→ **Action item**:
Pick out each line in these entries that contains the string "find".

→ **Data extract**:
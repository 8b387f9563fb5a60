//! Landing-content orchestration: read with an ephemeral default, save
//! with an explicit shallow merge.

use std::sync::Arc;

use domains::error::{AppError, Result};
use domains::landing::{LandingDocument, LandingPatch};
use domains::ports::LandingRepo;

use crate::defaults::default_landing_sections;

pub struct LandingService {
    repo: Arc<dyn LandingRepo>,
}

impl LandingService {
    pub fn new(repo: Arc<dyn LandingRepo>) -> Self {
        Self { repo }
    }

    /// Returns the stored document, or the built-in default when nothing
    /// has been saved yet. The default is never written by this path;
    /// persistence only happens through [`save`](Self::save) or the seed
    /// binary.
    pub async fn get(&self) -> Result<LandingDocument> {
        let existing = self.repo.find().await.map_err(AppError::persistence)?;
        Ok(existing
            .unwrap_or_else(|| LandingDocument::unsaved(default_landing_sections())))
    }

    /// Applies the submitted sections over the stored document (or an
    /// empty one when none exists) and persists the result. Concurrent
    /// saves race; the last upsert to land wins in full.
    pub async fn save(&self, patch: LandingPatch) -> Result<LandingDocument> {
        validate(&patch)?;

        let mut sections = self
            .repo
            .find()
            .await
            .map_err(AppError::persistence)?
            .map(|doc| doc.sections)
            .unwrap_or_default();

        sections.apply(patch);

        self.repo
            .upsert(&sections)
            .await
            .map_err(AppError::persistence)
    }
}

fn validate(patch: &LandingPatch) -> Result<()> {
    if let Some(testimonials) = &patch.testimonials {
        for testimonial in testimonials {
            if !(1..=5).contains(&testimonial.rating) {
                return Err(AppError::Validation(format!(
                    "testimonial rating {} for '{}' is outside the 1-5 range",
                    testimonial.rating, testimonial.name
                )));
            }
        }
    }
    Ok(())
}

→ **Solution below**:
        let existing = self.repo.find().await.map_err(AppError::persistence)?;
            .find()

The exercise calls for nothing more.